WHAT YOU SHOULD DO: Starting with the line that contains "if magnitude_a == 0.0" and stopping after the line that contains "hash ^= byte as u64;", return each line below exactly as written, with no others.

RECORDS FOR THE EXERCISE:

//! Embedding provider boundary for semantic search
//!
//! The model itself is an external collaborator: an opaque text→vector
//! function that may be unavailable. This module wraps a provider with the
//! availability/cooldown state the indexer and search engine share. A
//! symbol whose embedding failed to compute is recorded as absent, never
//! as a zero vector.

use parking_lot::Mutex;
use std::sync::Arc;
use std::time::{Duration, Instant};
use tracing::warn;

use crate::error::EmbeddingError;
use crate::types::Symbol;

/// Opaque text→vector function
pub trait EmbeddingProvider: Send + Sync {
    fn embed(&self, text: &str) -> Result<Vec<f32>, EmbeddingError>;

    /// Dimension of produced vectors
    fn dimensions(&self) -> usize;
}

#[derive(Debug, Clone, Copy, PartialEq, Eq)]
enum Availability {
    Ready,
    /// Provider failed; no attempts until the deadline passes
    CoolingDown(Instant),
}

/// Shared provider wrapper tracking availability across the indexer and
/// the search engine
pub struct EmbeddingState {
    provider: Option<Arc<dyn EmbeddingProvider>>,
    availability: Mutex<Availability>,
    cooldown: Duration,
}

impl std::fmt::Debug for EmbeddingState {
    fn fmt(&self, f: &mut std::fmt::Formatter<'_>) -> std::fmt::Result {
        f.debug_struct("EmbeddingState")
            .field("configured", &self.provider.is_some())
            .field("cooldown", &self.cooldown)
            .finish()
    }
}

impl EmbeddingState {
    pub fn new(provider: Option<Arc<dyn EmbeddingProvider>>, cooldown: Duration) -> Self {
        Self {
            provider,
            availability: Mutex::new(Availability::Ready),
            cooldown,
        }
    }

    /// A state with no provider: every embed attempt yields None
    pub fn disabled() -> Self {
        Self::new(None, Duration::from_secs(60))
    }

    pub fn is_configured(&self) -> bool {
        self.provider.is_some()
    }

    /// Whether an embed attempt would be made right now
    pub fn is_available(&self) -> bool {
        if self.provider.is_none() {
            return false;
        }
        match *self.availability.lock() {
            Availability::Ready => true,
            Availability::CoolingDown(until) => Instant::now() >= until,
        }
    }

    /// Remaining cooldown, if the provider recently failed
    pub fn retry_in(&self) -> Option<Duration> {
        match *self.availability.lock() {
            Availability::CoolingDown(until) => {
                let now = Instant::now();
                (now < until).then(|| until - now)
            }
            Availability::Ready => None,
        }
    }

    /// Best-effort embedding: None when the provider is missing, cooling
    /// down, or fails. A failure starts the cooldown so indexing and
    /// queries degrade instead of hammering a dead provider.
    pub fn embed(&self, text: &str) -> Option<Vec<f32>> {
        let provider = self.provider.as_ref()?;
        if !self.is_available() {
            return None;
        }
        match provider.embed(text) {
            Ok(vector) => {
                *self.availability.lock() = Availability::Ready;
                Some(vector)
            }
            Err(err) => {
                warn!("Embedding provider failed, cooling down: {err}");
                *self.availability.lock() = Availability::CoolingDown(Instant::now() + self.cooldown);
                None
            }
        }
    }
}

/// Text handed to the provider for a symbol: kind, name, and signature
/// when present
pub fn symbol_text(symbol: &Symbol) -> String {
    match &symbol.signature {
        Some(signature) => format!("{} {} {}", symbol.kind, symbol.name, signature),
        None => format!("{} {}", symbol.kind, symbol.name),
    }
}

/// Cosine similarity between two vectors; 0.0 when either is degenerate
pub fn cosine_similarity(a: &[f32], b: &[f32]) -> f32 {
    if a.len() != b.len() {
        return 0.0;
    }
    let dot_product: f32 = a.iter().zip(b.iter()).map(|(x, y)| x * y).sum();
    let magnitude_a: f32 = a.iter().map(|x| x * x).sum::<f32>().sqrt();
    let magnitude_b: f32 = b.iter().map(|x| x * x).sum::<f32>().sqrt();

    if magnitude_a == 0.0 || magnitude_b == 0.0 {
        return 0.0;
    }
    dot_product / (magnitude_a * magnitude_b)
}

#[cfg(test)]
pub mod testing {
    //! Deterministic provider for tests: hashes words into a small vector

    use super::*;
    use std::sync::atomic::{AtomicBool, AtomicUsize, Ordering};

    pub struct StubProvider {
        pub fail: AtomicBool,
        pub calls: AtomicUsize,
    }

    impl Default for StubProvider {
        fn default() -> Self {
            Self {
                fail: AtomicBool::new(false),
                calls: AtomicUsize::new(0),
            }
        }
    }

    impl EmbeddingProvider for StubProvider {
        fn embed(&self, text: &str) -> Result<Vec<f32>, EmbeddingError> {
            self.calls.fetch_add(1, Ordering::SeqCst);
            if self.fail.load(Ordering::SeqCst) {
                return Err(EmbeddingError::Unavailable {
                    reason: "stub offline".to_string(),
                });
            }
            let mut vector = vec![0.0f32; 8];
            for word in text.split_whitespace() {
                let mut hash: u64 = 0xcbf2_9ce4_8422_2325;
                for byte in word.bytes() {
                    hash ^= byte as u64;
                    hash = hash.wrapping_mul(0x100_0000_01b3);
                }
                vector[(hash % 8) as usize] += 1.0;
            }
            Ok(vector)
        }

        fn dimensions(&self) -> usize {
            8
        }
    }
}

#[cfg(test)]
mod tests {
    use super::testing::StubProvider;
    use super::*;
    use std::sync::atomic::Ordering;

    #[test]
    fn cosine_basics() {
        assert!((cosine_similarity(&[1.0, 0.0], &[1.0, 0.0]) - 1.0).abs() < 1e-6);
        assert!(cosine_similarity(&[1.0, 0.0], &[0.0, 1.0]).abs() < 1e-6);
        assert_eq!(cosine_similarity(&[0.0, 0.0], &[1.0, 1.0]), 0.0);
        assert_eq!(cosine_similarity(&[1.0], &[1.0, 0.0]), 0.0);
    }

    #[test]
    fn missing_provider_yields_none() {
        let state = EmbeddingState::disabled();
        assert!(!state.is_configured());
        assert!(!state.is_available());
        assert_eq!(state.embed("anything"), None);
    }

    #[test]
    fn failure_starts_cooldown() {
        let provider = Arc::new(StubProvider::default());
        let state = EmbeddingState::new(Some(provider.clone()), Duration::from_secs(300));

        assert!(state.embed("ok").is_some());

        provider.fail.store(true, Ordering::SeqCst);
        assert_eq!(state.embed("will fail"), None);
        assert!(!state.is_available());
        assert!(state.retry_in().is_some());

        // During cooldown the provider is not called again
        let calls_before = provider.calls.load(Ordering::SeqCst);
        assert_eq!(state.embed("still cooling"), None);
        assert_eq!(provider.calls.load(Ordering::SeqCst), calls_before);
    }

    #[test]
    fn stub_is_deterministic() {
        let provider = StubProvider::default();
        assert_eq!(
            provider.embed("function login").unwrap(),
            provider.embed("function login").unwrap()
        );
    }
}
//! The in-memory index: symbols, imports, and embeddings per file

use serde::{Deserialize, Serialize};
use std::collections::{BTreeMap, HashMap};
use std::path::{Path, PathBuf};
use std::time::{SystemTime, UNIX_EPOCH};

use crate::types::{FileExtraction, ImportEdge, Symbol, SymbolKey};

/// Version tag of the persisted artifact. A mismatch on load is treated as
/// "does not exist" and forces a full rebuild; there is no in-place
/// migration.
pub const SCHEMA_VERSION: &str = "1.0.0";

#[derive(Debug, Clone, PartialEq, Serialize, Deserialize)]
pub struct IndexMetadata {
    pub schema_version: String,
    /// Unix timestamp (seconds) of the last full build or update
    pub built_at: u64,
    pub file_count: u32,
    pub symbol_count: u32,
}

impl IndexMetadata {
    fn new() -> Self {
        Self {
            schema_version: SCHEMA_VERSION.to_string(),
            built_at: unix_now(),
            file_count: 0,
            symbol_count: 0,
        }
    }
}

fn unix_now() -> u64 {
    SystemTime::now()
        .duration_since(UNIX_EPOCH)
        .map(|d| d.as_secs())
        .unwrap_or(0)
}

/// The complete queryable collection of symbols, imports, and embeddings
/// for a project tree.
///
/// Files are keyed by their index-relative path; BTreeMap keeps iteration
/// deterministic, which the search tie-break and the parallel scanner's
/// merge step both rely on. Embedding entries are `None` when computation
/// failed or was skipped, never a zero vector.
#[derive(Debug, Clone, PartialEq, Serialize, Deserialize)]
pub struct CodeIndex {
    pub symbols_by_file: BTreeMap<PathBuf, Vec<Symbol>>,
    pub imports_by_file: BTreeMap<PathBuf, Vec<ImportEdge>>,
    pub embeddings: HashMap<SymbolKey, Option<Vec<f32>>>,
    pub metadata: IndexMetadata,
}

impl Default for CodeIndex {
    fn default() -> Self {
        Self::new()
    }
}

impl CodeIndex {
    pub fn new() -> Self {
        Self {
            symbols_by_file: BTreeMap::new(),
            imports_by_file: BTreeMap::new(),
            embeddings: HashMap::new(),
            metadata: IndexMetadata::new(),
        }
    }

    /// Replace the entries for one file with a fresh extraction.
    ///
    /// Invariant: every stored `Symbol.file` equals the map key.
    pub fn insert_file(&mut self, path: &Path, extraction: FileExtraction) {
        debug_assert!(extraction.symbols.iter().all(|s| s.file == path));
        self.symbols_by_file
            .insert(path.to_path_buf(), extraction.symbols);
        self.imports_by_file
            .insert(path.to_path_buf(), extraction.imports);
    }

    /// Remove every trace of a file: symbols, imports, and embeddings
    pub fn remove_file(&mut self, path: &Path) -> bool {
        let had_symbols = self.symbols_by_file.remove(path).is_some();
        let had_imports = self.imports_by_file.remove(path).is_some();
        self.embeddings.retain(|key, _| key.file != path);
        had_symbols || had_imports
    }

    /// Recompute metadata counts from the live maps and stamp the build time
    pub fn refresh_metadata(&mut self) {
        self.metadata.file_count = self.symbols_by_file.len() as u32;
        self.metadata.symbol_count = self
            .symbols_by_file
            .values()
            .map(|symbols| symbols.len() as u32)
            .sum();
        self.metadata.built_at = unix_now();
    }

    pub fn contains_file(&self, path: &Path) -> bool {
        self.symbols_by_file.contains_key(path)
    }

    pub fn file_count(&self) -> usize {
        self.symbols_by_file.len()
    }

    pub fn symbol_count(&self) -> usize {
        self.symbols_by_file.values().map(Vec::len).sum()
    }

    /// All symbols in scan order: files in path order, symbols in file order
    pub fn iter_symbols(&self) -> impl Iterator<Item = &Symbol> {
        self.symbols_by_file.values().flatten()
    }

    pub fn symbols_for(&self, path: &Path) -> Option<&[Symbol]> {
        self.symbols_by_file.get(path).map(Vec::as_slice)
    }

    pub fn imports_for(&self, path: &Path) -> Option<&[ImportEdge]> {
        self.imports_by_file.get(path).map(Vec::as_slice)
    }

    /// Exported symbol names for a file
    pub fn exports_for(&self, path: &Path) -> Option<Vec<String>> {
        self.symbols_for(path).map(|symbols| {
            symbols
                .iter()
                .filter(|s| s.exported)
                .map(|s| s.name.clone())
                .collect()
        })
    }

    /// Import edges whose source module matches, across all files
    pub fn imports_of_module(&self, module: &str) -> Vec<(PathBuf, ImportEdge)> {
        self.imports_by_file
            .iter()
            .flat_map(|(file, edges)| {
                edges
                    .iter()
                    .filter(|edge| edge.source_module == module)
                    .map(|edge| (file.clone(), edge.clone()))
            })
            .collect()
    }
}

RESULT BELOW:
    if magnitude_a == 0.0 || magnitude_b == 0.0 {
        return 0.0;
    }
    dot_product / (magnitude_a * magnitude_b)
}

#[cfg(test)]
pub mod testing {
    //! Deterministic provider for tests: hashes words into a small vector

    use super::*;
    use std::sync::atomic::{AtomicBool, AtomicUsize, Ordering};

    pub struct StubProvider {
        pub fail: AtomicBool,
        pub calls: AtomicUsize,
    }

    impl Default for StubProvider {
        fn default() -> Self {
            Self {
                fail: AtomicBool::new(false),
                calls: AtomicUsize::new(0),
            }
        }
    }

    impl EmbeddingProvider for StubProvider {
        fn embed(&self, text: &str) -> Result<Vec<f32>, EmbeddingError> {
            self.calls.fetch_add(1, Ordering::SeqCst);
            if self.fail.load(Ordering::SeqCst) {
                return Err(EmbeddingError::Unavailable {
                    reason: "stub offline".to_string(),
                });
            }
            let mut vector = vec![0.0f32; 8];
            for word in text.split_whitespace() {
                let mut hash: u64 = 0xcbf2_9ce4_8422_2325;
                for byte in word.bytes() {
                    hash ^= byte as u64;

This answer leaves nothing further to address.